Cancer immunotherapy with autologous chimeric antigen receptor (CAR) T cells faces challenges in manufacturing and patient selection that could be avoided by using ‘off-the-shelf’ products, such as allogeneic CAR natural killer T (^AlloCAR-NKT) cells. Previously, we reported a system for differentiating human hematopoietic stem and progenitor cells into ^AlloCAR-NKT cells, but the use of three-dimensional culture and xenogeneic feeders precluded its clinical application. Here we describe a clinically guided method to differentiate and expand IL-15-enhanced ^AlloCAR-NKT cells with high yield and purity. We generated ^AlloCAR-NKT cells targeting seven cancers and, in a multiple myeloma model, demonstrated their antitumor efficacy, expansion and persistence. The cells also selectively depleted immunosuppressive cells in the tumor microenviroment and antagonized tumor immune evasion via triple targeting of CAR, TCR and NK receptors. They exhibited a stable hypoimmunogenic phenotype associated with epigenetic and signaling regulation and did not induce detectable graft versus host disease or cytokine release syndrome. These properties of ^AlloCAR-NKT cells support their potential for clinical translation.

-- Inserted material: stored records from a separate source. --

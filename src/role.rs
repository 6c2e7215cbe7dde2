use std::collections::BTreeMap;
use std::fmt::{Display, Formatter};
use std::fs;
use std::path::{Path, PathBuf};
use std::sync::{Arc, Mutex};

use serde::{Deserialize, Serialize};
use tracing::{debug, info, warn};

pub const VISITOR_ROLE: &str = "visitor";
pub const DEFAULT_ROLE_STORAGE_KEY: &str = "currentRole";

/// Identifier of the identity mode a user picked. `visitor` is the anonymous sentinel.
#[derive(Debug, Clone, PartialEq, Eq, PartialOrd, Ord, Hash, Serialize, Deserialize)]
#[serde(transparent)]
pub struct RoleKey(String);

impl RoleKey {
    pub fn new(value: impl Into<String>) -> Self {
        Self(value.into())
    }

    pub fn visitor() -> Self {
        Self(VISITOR_ROLE.to_owned())
    }

    pub fn is_visitor(&self) -> bool {
        self.0 == VISITOR_ROLE
    }

    pub fn as_str(&self) -> &str {
        &self.0
    }
}

impl Default for RoleKey {
    fn default() -> Self {
        Self::visitor()
    }
}

impl Display for RoleKey {
    fn fmt(&self, f: &mut Formatter<'_>) -> std::fmt::Result {
        f.write_str(&self.0)
    }
}

impl From<&str> for RoleKey {
    fn from(value: &str) -> Self {
        Self::new(value)
    }
}

impl From<String> for RoleKey {
    fn from(value: String) -> Self {
        Self(value)
    }
}

#[derive(Debug, thiserror::Error)]
pub enum StorageError {
    #[error("failed to access storage file `{path}`: {source}")]
    Io {
        path: PathBuf,
        #[source]
        source: std::io::Error,
    },

    #[error("storage file `{path}` is not a JSON object of strings: {source}")]
    Malformed {
        path: PathBuf,
        #[source]
        source: serde_json::Error,
    },

    #[error("storage unavailable: {0}")]
    Unavailable(String),
}

/// String key-value persistence with the semantics of browser local storage.
pub trait KeyValueStorage {
    fn get_item(&self, key: &str) -> Result<Option<String>, StorageError>;
    fn set_item(&mut self, key: &str, value: &str) -> Result<(), StorageError>;
    fn remove_item(&mut self, key: &str) -> Result<(), StorageError>;
}

/// In-process storage. Clones share the same entries, which lets a test
/// drop a widget and "reload" another one against the same data.
#[derive(Debug, Clone, Default)]
pub struct MemoryStorage {
    entries: Arc<Mutex<BTreeMap<String, String>>>,
    unavailable: bool,
}

impl MemoryStorage {
    pub fn new() -> Self {
        Self::default()
    }

    pub fn with_item(key: &str, value: &str) -> Self {
        let storage = Self::default();
        if let Ok(mut entries) = storage.entries.lock() {
            entries.insert(key.to_owned(), value.to_owned());
        }
        storage
    }

    /// Storage that fails every operation, like a browser with storage disabled.
    pub fn unavailable() -> Self {
        Self {
            entries: Arc::default(),
            unavailable: true,
        }
    }

    fn entries(&self) -> Result<std::sync::MutexGuard<'_, BTreeMap<String, String>>, StorageError> {
        if self.unavailable {
            return Err(StorageError::Unavailable("storage is disabled".to_owned()));
        }
        self.entries
            .lock()
            .map_err(|_| StorageError::Unavailable("storage lock poisoned".to_owned()))
    }
}

impl KeyValueStorage for MemoryStorage {
    fn get_item(&self, key: &str) -> Result<Option<String>, StorageError> {
        Ok(self.entries()?.get(key).cloned())
    }

    fn set_item(&mut self, key: &str, value: &str) -> Result<(), StorageError> {
        self.entries()?.insert(key.to_owned(), value.to_owned());
        Ok(())
    }

    fn remove_item(&mut self, key: &str) -> Result<(), StorageError> {
        self.entries()?.remove(key);
        Ok(())
    }
}

/// Storage persisted as a flat JSON object in a single file.
#[derive(Debug, Clone, PartialEq, Eq)]
pub struct FileStorage {
    path: PathBuf,
}

impl FileStorage {
    pub fn new(path: impl Into<PathBuf>) -> Self {
        Self { path: path.into() }
    }

    pub fn path(&self) -> &Path {
        &self.path
    }

    fn read_entries(&self) -> Result<BTreeMap<String, String>, StorageError> {
        let raw = match fs::read_to_string(&self.path) {
            Ok(raw) => raw,
            Err(error) if error.kind() == std::io::ErrorKind::NotFound => {
                return Ok(BTreeMap::new());
            }
            Err(source) => {
                return Err(StorageError::Io {
                    path: self.path.clone(),
                    source,
                });
            }
        };
        if raw.trim().is_empty() {
            return Ok(BTreeMap::new());
        }

        serde_json::from_str(&raw).map_err(|source| StorageError::Malformed {
            path: self.path.clone(),
            source,
        })
    }

    fn write_entries(&self, entries: &BTreeMap<String, String>) -> Result<(), StorageError> {
        if let Some(parent) = self.path.parent()
            && !parent.as_os_str().is_empty()
        {
            fs::create_dir_all(parent).map_err(|source| StorageError::Io {
                path: parent.to_path_buf(),
                source,
            })?;
        }

        let raw = serde_json::to_string_pretty(entries).map_err(|source| {
            StorageError::Malformed {
                path: self.path.clone(),
                source,
            }
        })?;
        fs::write(&self.path, raw).map_err(|source| StorageError::Io {
            path: self.path.clone(),
            source,
        })
    }
}

impl KeyValueStorage for FileStorage {
    fn get_item(&self, key: &str) -> Result<Option<String>, StorageError> {
        Ok(self.read_entries()?.remove(key))
    }

    fn set_item(&mut self, key: &str, value: &str) -> Result<(), StorageError> {
        let mut entries = self.read_entries()?;
        entries.insert(key.to_owned(), value.to_owned());
        self.write_entries(&entries)
    }

    fn remove_item(&mut self, key: &str) -> Result<(), StorageError> {
        let mut entries = self.read_entries()?;
        if entries.remove(key).is_some() {
            self.write_entries(&entries)?;
        }
        Ok(())
    }
}

/// The persisted current role. Storage is read once on load; afterwards the
/// cached value is authoritative and storage is only written to.
#[derive(Debug)]
pub struct RoleState<S> {
    storage: S,
    storage_key: String,
    current: RoleKey,
}

impl<S: KeyValueStorage> RoleState<S> {
    pub fn load(storage: S, storage_key: impl Into<String>) -> Self {
        let storage_key = storage_key.into();
        let current = match storage.get_item(&storage_key) {
            Ok(Some(value)) => RoleKey::from(value),
            Ok(None) => RoleKey::visitor(),
            Err(error) => {
                warn!(
                    storage_key = %storage_key,
                    error = %error,
                    "role storage unreadable; starting as visitor"
                );
                RoleKey::visitor()
            }
        };
        debug!(storage_key = %storage_key, role = %current, "loaded persisted role");

        Self {
            storage,
            storage_key,
            current,
        }
    }

    pub fn current(&self) -> &RoleKey {
        &self.current
    }

    /// Switches to `role` and persists it. Returns the previous role.
    /// A failed write is logged; the in-memory switch still happens.
    pub fn set_role(&mut self, role: RoleKey) -> RoleKey {
        if let Err(error) = self.storage.set_item(&self.storage_key, role.as_str()) {
            warn!(
                storage_key = %self.storage_key,
                role = %role,
                error = %error,
                "failed to persist role"
            );
        }
        let previous = std::mem::replace(&mut self.current, role);
        info!(from = %previous, to = %self.current, "role switched");
        previous
    }

    pub fn reset(&mut self) -> RoleKey {
        self.set_role(RoleKey::visitor())
    }
}

#[cfg(test)]
mod tests {
    use crate::test_support::{remove_dir_if_exists, temp_path};

    use super::*;

    #[test]
    fn absent_value_defaults_to_visitor() {
        let state = RoleState::load(MemoryStorage::new(), DEFAULT_ROLE_STORAGE_KEY);
        assert!(state.current().is_visitor());
    }

    #[test]
    fn unavailable_storage_defaults_to_visitor_and_still_switches() {
        let mut state = RoleState::load(MemoryStorage::unavailable(), DEFAULT_ROLE_STORAGE_KEY);
        assert!(state.current().is_visitor());

        let previous = state.set_role(RoleKey::from("citizen"));
        assert!(previous.is_visitor());
        assert_eq!(state.current().as_str(), "citizen");
    }

    #[test]
    fn set_role_round_trips_across_reload() {
        let storage = MemoryStorage::new();
        let mut state = RoleState::load(storage.clone(), DEFAULT_ROLE_STORAGE_KEY);
        state.set_role(RoleKey::from("resident"));
        assert_eq!(state.current().as_str(), "resident");

        let reloaded = RoleState::load(storage, DEFAULT_ROLE_STORAGE_KEY);
        assert_eq!(reloaded.current().as_str(), "resident");
    }

    #[test]
    fn any_role_value_is_accepted() {
        let storage = MemoryStorage::new();
        let mut state = RoleState::load(storage.clone(), DEFAULT_ROLE_STORAGE_KEY);
        state.set_role(RoleKey::from("retired-role"));
        state.set_role(RoleKey::from(""));

        let reloaded = RoleState::load(storage, DEFAULT_ROLE_STORAGE_KEY);
        assert_eq!(reloaded.current().as_str(), "");
        assert!(!reloaded.current().is_visitor());
    }

    #[test]
    fn reset_returns_to_visitor_and_persists() {
        let storage = MemoryStorage::with_item(DEFAULT_ROLE_STORAGE_KEY, "citizen");
        let mut state = RoleState::load(storage.clone(), DEFAULT_ROLE_STORAGE_KEY);
        assert_eq!(state.current().as_str(), "citizen");

        state.reset();
        assert!(state.current().is_visitor());
        assert_eq!(
            storage
                .get_item(DEFAULT_ROLE_STORAGE_KEY)
                .expect("memory storage should be readable")
                .as_deref(),
            Some(VISITOR_ROLE)
        );
    }

    #[test]
    fn file_storage_persists_and_preserves_other_keys() {
        let dir = temp_path("file-storage");
        let path = dir.join("nested").join("local_storage.json");
        let mut storage = FileStorage::new(&path);

        assert_eq!(
            storage
                .get_item("currentRole")
                .expect("missing file reads"),
            None
        );
        storage.set_item("theme", "dark").expect("write theme");
        storage
            .set_item("currentRole", "citizen")
            .expect("write role");

        let reopened = FileStorage::new(&path);
        assert_eq!(
            reopened
                .get_item("currentRole")
                .expect("read role")
                .as_deref(),
            Some("citizen")
        );
        assert_eq!(
            reopened.get_item("theme").expect("read theme").as_deref(),
            Some("dark")
        );

        storage.remove_item("currentRole").expect("remove role");
        assert_eq!(reopened.get_item("currentRole").expect("read role"), None);

        remove_dir_if_exists(&dir);
    }

    #[test]
    fn malformed_storage_file_reads_as_visitor() {
        let dir = temp_path("malformed-storage");
        fs::create_dir_all(&dir).expect("temp dir should be creatable");
        let path = dir.join("local_storage.json");
        fs::write(&path, "[1, 2, 3]").expect("fixture should be writable");

        let storage = FileStorage::new(&path);
        assert!(matches!(
            storage.get_item("currentRole"),
            Err(StorageError::Malformed { .. })
        ));
        let state = RoleState::load(storage, DEFAULT_ROLE_STORAGE_KEY);
        assert!(state.current().is_visitor());

        remove_dir_if_exists(&dir);
    }
}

使用自体嵌合抗原受体 (CAR) T 细胞进行癌症免疫治疗在制造和患者选择方面面临挑战，而使用“现成”产品可以避免这些挑战，例如同种异体 CAR 自然杀伤 T ( ^Allo CAR-NKT) 细胞。此前，我们报道了一种将人类造血干细胞和祖细胞分化为^Allo CAR-NKT细胞的系统，但由于三维培养和异种饲养细胞的使用阻碍了其临床应用。在这里，我们描述了一种临床指导方法，以高产量和纯度分化和扩增 IL-15 增强的^Allo CAR-NKT 细胞。我们生成了针对七种癌症的^Allo CAR-NKT 细胞，并在多发性骨髓瘤模型中证明了其抗肿瘤功效、扩展和持久性。这些细胞还选择性地耗尽肿瘤微环境中的免疫抑制细胞，并通过 CAR、TCR 和 NK 受体的三重靶向来拮抗肿瘤免疫逃避。它们表现出与表观遗传和信号调节相关的稳定的低免疫原性表型，并且不会诱导可检测到的移植物抗宿主疾病或细胞因子释放综合征。^Allo CAR-NKT 细胞的这些特性支持了其临床转化的潜力。